The air is stolid, shifting in bricks
on the way to an asphalt streetscape
I drink some ‘57 scotch which, as always, is my excuse for this bravado
and leads me, cemented and drunk, to have screamed your name and to feel its vibrations pushing
In. The streets look for your answers. or me. I have
dropped pennies in every cup for your name. spoken dead languages to find you. It’s
not my fault you don’t exist.
It’s not my fault this scotch has rested. on my blood cells. on me. I tear
through it. them. as
my vicarious neurons sipped on poisoning and already forgotten your face now
light years almost ago. and the man I first begged
scratched at his neck and described your narrow hips. & telling.

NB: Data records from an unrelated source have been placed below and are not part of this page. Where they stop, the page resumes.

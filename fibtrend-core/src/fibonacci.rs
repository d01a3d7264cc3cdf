//! Fibonacci retracement zones between the latest confirmed swing high and low.
//!
//! At each index the zone is built from the most recent swing high and the
//! most recent swing low that are already confirmed at that index, i.e. whose
//! look-ahead window ends at or before it. A swing is never used before the
//! candles that confirm it exist.
//!
//! Up-leg (swing high after swing low):
//!   levels = high - range * retr_low, high - range * retr_high
//! Down-leg (swing low after swing high):
//!   levels = low + range * retr_low, low + range * retr_high

use serde::{Deserialize, Serialize};

use crate::domain::Candle;
use crate::params::IndicatorParams;
use crate::swing::{SwingFlags, SwingPoint};

/// Direction of the most recent swing-to-swing move.
#[derive(Debug, Clone, Copy, PartialEq, Eq, Serialize, Deserialize)]
pub enum Leg {
    Up,
    Down,
}

/// Retracement zone of one leg.
#[derive(Debug, Clone, Copy, PartialEq, Serialize, Deserialize)]
pub struct FiboZone {
    pub leg: Leg,
    pub swing_high: SwingPoint,
    pub swing_low: SwingPoint,
    /// Level at `fibo_retr_low`, nearest the leg's end.
    pub shallow: f64,
    /// Level at `fibo_retr_high`, deeper into the leg.
    pub deep: f64,
}

impl FiboZone {
    /// Build the zone for a swing pair. `None` when the pair spans no price range.
    pub fn from_swings(
        swing_high: SwingPoint,
        swing_low: SwingPoint,
        retr_low: f64,
        retr_high: f64,
    ) -> Option<Self> {
        let range = (swing_high.price - swing_low.price).abs();
        if !(range.is_finite() && range > 0.0) {
            return None;
        }

        let (leg, shallow, deep) = if swing_high.index > swing_low.index {
            (
                Leg::Up,
                swing_high.price - range * retr_low,
                swing_high.price - range * retr_high,
            )
        } else {
            (
                Leg::Down,
                swing_low.price + range * retr_low,
                swing_low.price + range * retr_high,
            )
        };

        Some(Self {
            leg,
            swing_high,
            swing_low,
            shallow,
            deep,
        })
    }

    pub fn range(&self) -> f64 {
        (self.swing_high.price - self.swing_low.price).abs()
    }

    /// Lower and upper bound of the zone.
    pub fn bounds(&self) -> (f64, f64) {
        (self.shallow.min(self.deep), self.shallow.max(self.deep))
    }

    /// True when `price` lies inside the zone, bounds included.
    pub fn contains(&self, price: f64) -> bool {
        let (lo, hi) = self.bounds();
        price >= lo && price <= hi
    }

    /// Swing point the stop-loss is placed beyond.
    pub fn anchor(&self) -> SwingPoint {
        match self.leg {
            Leg::Up => self.swing_low,
            Leg::Down => self.swing_high,
        }
    }
}

/// Zone in effect at every index, given swing flags over the whole series.
pub fn zones_by_index(
    candles: &[Candle],
    flags: &SwingFlags,
    params: &IndicatorParams,
) -> Vec<Option<FiboZone>> {
    let n = candles.len();
    let mut zones = Vec::with_capacity(n);
    let mut last_high: Option<SwingPoint> = None;
    let mut last_low: Option<SwingPoint> = None;

    for i in 0..n {
        // A swing at j is confirmed once index j + right is reached.
        if let Some(j) = i.checked_sub(flags.right) {
            if flags.highs[j] {
                last_high = Some(SwingPoint {
                    index: j,
                    price: candles[j].high,
                });
            }
            if flags.lows[j] {
                last_low = Some(SwingPoint {
                    index: j,
                    price: candles[j].low,
                });
            }
        }

        let zone = match (last_high, last_low) {
            (Some(high), Some(low)) => {
                FiboZone::from_swings(high, low, params.fibo_retr_low, params.fibo_retr_high)
            }
            _ => None,
        };
        zones.push(zone);
    }

    zones
}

Who would have thought that I’d be here. nothing
To live for besides you. everything
to risk. I’ve rung the bell, smoked through a pack and you’ve arrived, white washed in this glorious frame. The smells combine and I reach your door. Your breath floated
Up in the shifting bricks and gets heavier. now
more than ever before?
Not that closeness made me weak. Fidgeting in my summer night coat
eyes penetrating through the wall into your bedroom
& focusing in on you. Not that I did. Your body is young yet not so restless. Seventeen. who was going to have to go, careening into literary words. so.
to feel. & to never forget you could outsmart me and reach further and imagine
so to go. Not that I would leave you, who from very first meeting
I would never & never continue to ruin you and drag you
into the crazed atmosphere you prayed for & so demanded
To find & who will never leave me. not for letters. nor words.
nor even your perfectly structured sentences of insanity which is
Only our human lot and means you win. No. not loss.
There’s a song “Tiny Vessels”. but no. I won’t do that
I am invincible. When will I die? I will never die. I will live
To be here. & I will never go away. & you will never escape from me
Who am always & only a fragment of your air. despite this buildup of tar. Spirit
Who lives only to destroy.
I’m only wrong. & I am sorry. & I didn’t choose to wind up
Here tonight
I came into your life to throw these stones
And never hit your glass
Running for the opposite direction
I’ve left your landscape broken & shattered. You lost fate. nevertheless
I ruined this and can’t think of any other place to be other than this room
The world’s tension builds until you say it’s okay.